A lack of visibility on unallocated operating costs and the low overall earnings margin in consumer and food services means Credit Suisse retains questions remain regarding the quality of exposures and investment.

The broker believes it is critical that the company reviews its business interests around the globe and that the capital invested to support volume growth is taken into account when assessing the effectiveness of strategies. The main issue for investors, Macquarie believes, is returns generated from the farm sources and whether these appropriately provide returns versus subsidising farmers.

Gearing

Guidance for FY19 implies 15-30% growth in EBIT, adjusting for the impact of -NZ$75m in milk price reductions in FY18. Gearing has increased to 48.4%, outside the target range of 40-45%.

The company is intent on reducing gearing to within its policy limits over FY19 and part of the plan is to reduce capital expenditure to NZ$650m.This includes limiting additional value-added projects, which may affect future growth in branded volume.

No guidance for dividends was provided and these are expected to be linked to a combination of earnings delivery and objectives regarding debt reduction. In order to reduce gearing back towards the target UBS does not expect dividends in FY19.

The company has indicated that the NZ farmgate milk price is at a premium to the equivalent in the EU and US, which Macquarie notes is good for the farmers but can affect competitiveness in export markets.

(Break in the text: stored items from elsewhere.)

//! Bound attribute lookup.
//!
//! Merges the attribute descriptors of every tag helper that applies to a
//! tag into one case-insensitive `name -> type name` table. When several
//! tag helpers bind the same attribute, the first descriptor wins.

use rustc_hash::FxHashMap;
use tw_ir::{fold_name, is_string_type, ContentKind, Leaf, TagHelperDescriptor};

/// Expected value types of the attributes bound on one tag.
#[derive(Clone, Debug, Default)]
pub struct BoundAttributes<'a> {
    types: FxHashMap<String, &'a str>,
}

impl<'a> BoundAttributes<'a> {
    pub fn from_descriptors(descriptors: &'a [TagHelperDescriptor]) -> Self {
        let mut types = FxHashMap::default();
        for attribute in descriptors.iter().flat_map(|d| &d.attributes) {
            types
                .entry(fold_name(&attribute.name))
                .or_insert(attribute.type_name.as_str());
        }
        BoundAttributes { types }
    }

    /// Expected type of the attribute `name`, if any tag helper binds it.
    pub fn type_name(&self, name: &str) -> Option<&'a str> {
        self.types.get(&fold_name(name)).copied()
    }

    /// Expected type of `name` when it is bound to a non-string property.
    pub fn non_string_type(&self, name: &str) -> Option<&'a str> {
        self.type_name(name).filter(|ty| !is_string_type(ty))
    }

    /// Mark a value leaf as code when `name` is bound to a non-string
    /// property. Other leaves keep their kind.
    pub fn classify(&self, name: &str, value: Leaf) -> Leaf {
        if self.non_string_type(name).is_some() {
            value.with_kind(ContentKind::Code)
        } else {
            value
        }
    }

    pub fn len(&self) -> usize {
        self.types.len()
    }

    pub fn is_empty(&self) -> bool {
        self.types.is_empty()
    }
}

Meanwhile, in the nutrition segment Fonterra has missed its target to launch a new affordable product over FY18 and will complete development for launch in FY19.

China

Credit Suisse continues to take a positive view on the greater China business, with capacity being added in recent years providing both opportunity and volume growth. A reversion to a more normal milk price would also provide scope for some margin expansion.

China Farms continued to disappoint, with volumes down -19% despite the annualisation of more capacity. Macquarie notes this reflects lower production as changes were made to improve future productivity. Credit Suisse agrees this aspect remains a drag on the business.

Asia and Oceania have earnings that are negatively exposed to the NZ milk price. Yet, against expectations Asia surprised Credit Suisse with good volume growth and some upside is added to forecasts.

Latin America has no exposure to the NZ farmgate milk price and, from the company's perspective, there is upside associated with maintaining positions in the Brazilian and Venezuelan markets.